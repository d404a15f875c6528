use anyhow::Context;
use chrono::{DateTime, Duration, Utc};
use sqlx::SqlitePool;

use crate::access::{home_for, Route};
use crate::client::ApiClient;
use crate::db;
use crate::models::{LoginResponse, Role, User};

pub const SESSION_TTL_HOURS: i64 = 24;

/// The signed-in account as kept in the local store.
#[derive(Debug, Clone, PartialEq, Eq)]
pub struct StoredSession {
    pub user_id: String,
    pub email: String,
    pub name: String,
    pub role: Role,
    pub access_token: String,
    pub created_at: DateTime<Utc>,
    pub expires_at: DateTime<Utc>,
}

impl StoredSession {
    pub fn from_login(response: &LoginResponse, now: DateTime<Utc>) -> Self {
        Self {
            user_id: response.user.id.clone(),
            email: response.user.email.clone(),
            name: response.user.display_name().to_string(),
            role: response.user.role,
            access_token: response.access_token.clone(),
            created_at: now,
            expires_at: now + Duration::hours(SESSION_TTL_HOURS),
        }
    }

    pub fn is_expired(&self, now: DateTime<Utc>) -> bool {
        now >= self.expires_at
    }

    pub fn home(&self) -> Route {
        home_for(self.role)
    }
}

pub struct ActiveSession {
    pub client: ApiClient,
    pub user: User,
}

pub async fn sign_in(
    pool: &SqlitePool,
    response: &LoginResponse,
    now: DateTime<Utc>,
) -> anyhow::Result<StoredSession> {
    let session = StoredSession::from_login(response, now);
    db::save_session(pool, &session)
        .await
        .context("failed to store session")?;
    log::info!("signed in as {} ({})", session.email, session.role);
    Ok(session)
}

/// Loads the stored token and confirms it with `/auth/me`. A missing,
/// expired or rejected token clears the stored session.
pub async fn restore(
    pool: &SqlitePool,
    client: ApiClient,
    now: DateTime<Utc>,
) -> anyhow::Result<ActiveSession> {
    let Some(session) = db::load_session(pool).await? else {
        anyhow::bail!("not logged in; run `skill-tracker login` ({})", Route::Login);
    };

    if session.is_expired(now) {
        db::clear_session(pool).await?;
        anyhow::bail!("session expired; log in again ({})", Route::Login);
    }

    let client = client.with_token(session.access_token);
    match client.current_user().await {
        Ok(user) => Ok(ActiveSession { client, user }),
        Err(err) if err.is_unauthorized() => {
            log::warn!("stored token rejected: {err}");
            db::clear_session(pool).await?;
            Err(anyhow::Error::new(err).context(format!(
                "session is no longer valid; log in again ({})",
                Route::Login
            )))
        }
        Err(err) => Err(err.into()),
    }
}
use chrono::{DateTime, Utc};
use serde::{Deserialize, Serialize};
use uuid::Uuid;

use crate::error::ValidationError;
use crate::models::Student;

#[derive(Debug, Clone, PartialEq, Eq)]
pub struct TeamMember {
    pub id: String,
    pub name: String,
}

#[derive(Debug, Clone, Default, PartialEq, Eq, Serialize, Deserialize)]
pub struct WebResource {
    pub url: String,
    pub title: String,
    #[serde(default)]
    pub date: String,
    #[serde(default)]
    pub summary: String,
}

#[derive(Debug, Clone, Default, PartialEq, Eq, Serialize, Deserialize)]
pub struct LiteratureResource {
    pub title: String,
    #[serde(default)]
    pub author: String,
    #[serde(default)]
    pub publisher: String,
    #[serde(default)]
    pub publish_date: String,
    #[serde(default)]
    pub summary: String,
}

#[derive(Debug, Clone, Copy, Default, PartialEq, Eq, Serialize, Deserialize)]
#[serde(rename_all = "lowercase")]
pub enum SurveyKind {
    #[default]
    Survey,
    Hearing,
}

#[derive(Debug, Clone, Default, PartialEq, Eq, Serialize, Deserialize)]
pub struct SurveyResource {
    pub kind: SurveyKind,
    pub title: String,
    #[serde(default)]
    pub link: String,
    #[serde(default)]
    pub period: String,
    #[serde(default)]
    pub target: String,
    #[serde(default)]
    pub summary: String,
}

#[derive(Debug, Clone, Copy, PartialEq, Eq)]
pub enum ResourceKind {
    Web,
    Literature,
    Survey,
}

impl ResourceKind {
    pub fn as_str(self) -> &'static str {
        match self {
            ResourceKind::Web => "web",
            ResourceKind::Literature => "literature",
            ResourceKind::Survey => "survey",
        }
    }

    pub fn parse(value: &str) -> Option<Self> {
        match value {
            "web" => Some(ResourceKind::Web),
            "literature" => Some(ResourceKind::Literature),
            "survey" => Some(ResourceKind::Survey),
            _ => None,
        }
    }
}

#[derive(Debug, Clone, PartialEq, Eq)]
pub enum Resource {
    Web(WebResource),
    Literature(LiteratureResource),
    Survey(SurveyResource),
}

impl Resource {
    pub fn kind(&self) -> ResourceKind {
        match self {
            Resource::Web(_) => ResourceKind::Web,
            Resource::Literature(_) => ResourceKind::Literature,
            Resource::Survey(_) => ResourceKind::Survey,
        }
    }

    pub fn title(&self) -> &str {
        match self {
            Resource::Web(resource) => &resource.title,
            Resource::Literature(resource) => &resource.title,
            Resource::Survey(resource) => &resource.title,
        }
    }

    pub fn validate(&self) -> Result<(), ValidationError> {
        match self {
            Resource::Web(resource) => {
                if resource.url.trim().is_empty() {
                    return Err(ValidationError::Required("url"));
                }
                if resource.title.trim().is_empty() {
                    return Err(ValidationError::Required("title"));
                }
            }
            Resource::Literature(resource) => {
                if resource.title.trim().is_empty() {
                    return Err(ValidationError::Required("title"));
                }
            }
            Resource::Survey(resource) => {
                if resource.title.trim().is_empty() {
                    return Err(ValidationError::Required("title"));
                }
            }
        }
        Ok(())
    }
}

#[derive(Debug, Clone, PartialEq, Eq)]
pub struct StoredResource {
    pub id: Uuid,
    pub resource: Resource,
}

#[derive(Debug, Clone, Default, PartialEq, Eq)]
pub struct ProjectDetails {
    pub name: Option<String>,
    pub theme: Option<String>,
    pub background: Option<String>,
    pub hypothesis: Option<String>,
    pub presentation_url: Option<String>,
}

#[derive(Debug, Clone, PartialEq)]
pub struct Project {
    pub id: Uuid,
    pub user_id: String,
    pub name: String,
    pub theme: String,
    pub background: String,
    pub hypothesis: String,
    pub presentation_url: String,
    pub team_members: Vec<TeamMember>,
    pub resources: Vec<StoredResource>,
    pub created_at: DateTime<Utc>,
    pub updated_at: DateTime<Utc>,
}

impl Project {
    pub fn new(user_id: &str, name: &str, now: DateTime<Utc>) -> Result<Self, ValidationError> {
        if name.trim().is_empty() {
            return Err(ValidationError::Required("project name"));
        }
        Ok(Self {
            id: Uuid::new_v4(),
            user_id: user_id.to_string(),
            name: name.trim().to_string(),
            theme: String::new(),
            background: String::new(),
            hypothesis: String::new(),
            presentation_url: String::new(),
            team_members: Vec::new(),
            resources: Vec::new(),
            created_at: now,
            updated_at: now,
        })
    }

    pub fn apply(&mut self, details: ProjectDetails, now: DateTime<Utc>) -> Result<(), ValidationError> {
        if let Some(name) = details.name {
            if name.trim().is_empty() {
                return Err(ValidationError::Required("project name"));
            }
            self.name = name.trim().to_string();
        }
        if let Some(theme) = details.theme {
            self.theme = theme;
        }
        if let Some(background) = details.background {
            self.background = background;
        }
        if let Some(hypothesis) = details.hypothesis {
            self.hypothesis = hypothesis;
        }
        if let Some(url) = details.presentation_url {
            self.presentation_url = url;
        }
        self.updated_at = now;
        Ok(())
    }

    pub fn add_member(&mut self, student: &Student, now: DateTime<Utc>) -> Result<(), ValidationError> {
        if self.team_members.iter().any(|member| member.id == student.id) {
            return Err(ValidationError::Rule(format!(
                "{} is already a team member",
                student.name
            )));
        }
        self.team_members.push(TeamMember {
            id: student.id.clone(),
            name: student.name.clone(),
        });
        self.updated_at = now;
        Ok(())
    }

    pub fn remove_member(&mut self, member_id: &str, now: DateTime<Utc>) -> bool {
        let before = self.team_members.len();
        self.team_members.retain(|member| member.id != member_id);
        let removed = self.team_members.len() != before;
        if removed {
            self.updated_at = now;
        }
        removed
    }

    pub fn add_resource(&mut self, resource: Resource, now: DateTime<Utc>) -> Result<Uuid, ValidationError> {
        resource.validate()?;
        let id = Uuid::new_v4();
        self.resources.push(StoredResource { id, resource });
        self.updated_at = now;
        Ok(id)
    }

    pub fn remove_resource(&mut self, resource_id: Uuid, now: DateTime<Utc>) -> bool {
        let before = self.resources.len();
        self.resources.retain(|stored| stored.id != resource_id);
        let removed = self.resources.len() != before;
        if removed {
            self.updated_at = now;
        }
        removed
    }

    pub fn resources_of(&self, kind: ResourceKind) -> impl Iterator<Item = &StoredResource> {
        self.resources
            .iter()
            .filter(move |stored| stored.resource.kind() == kind)
    }
}

/// Case-insensitive match on name or email, as the member picker does.
pub fn filter_students<'a>(students: &'a [Student], query: &str) -> Vec<&'a Student> {
    let needle = query.trim().to_lowercase();
    students
        .iter()
        .filter(|student| {
            needle.is_empty()
                || student.name.to_lowercase().contains(&needle)
                || student.email.to_lowercase().contains(&needle)
        })
        .collect()
}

========

**Try it**
Work through the records line by line, and once you reach the final line, report only how many held "bail".

**Answer to this problem**
2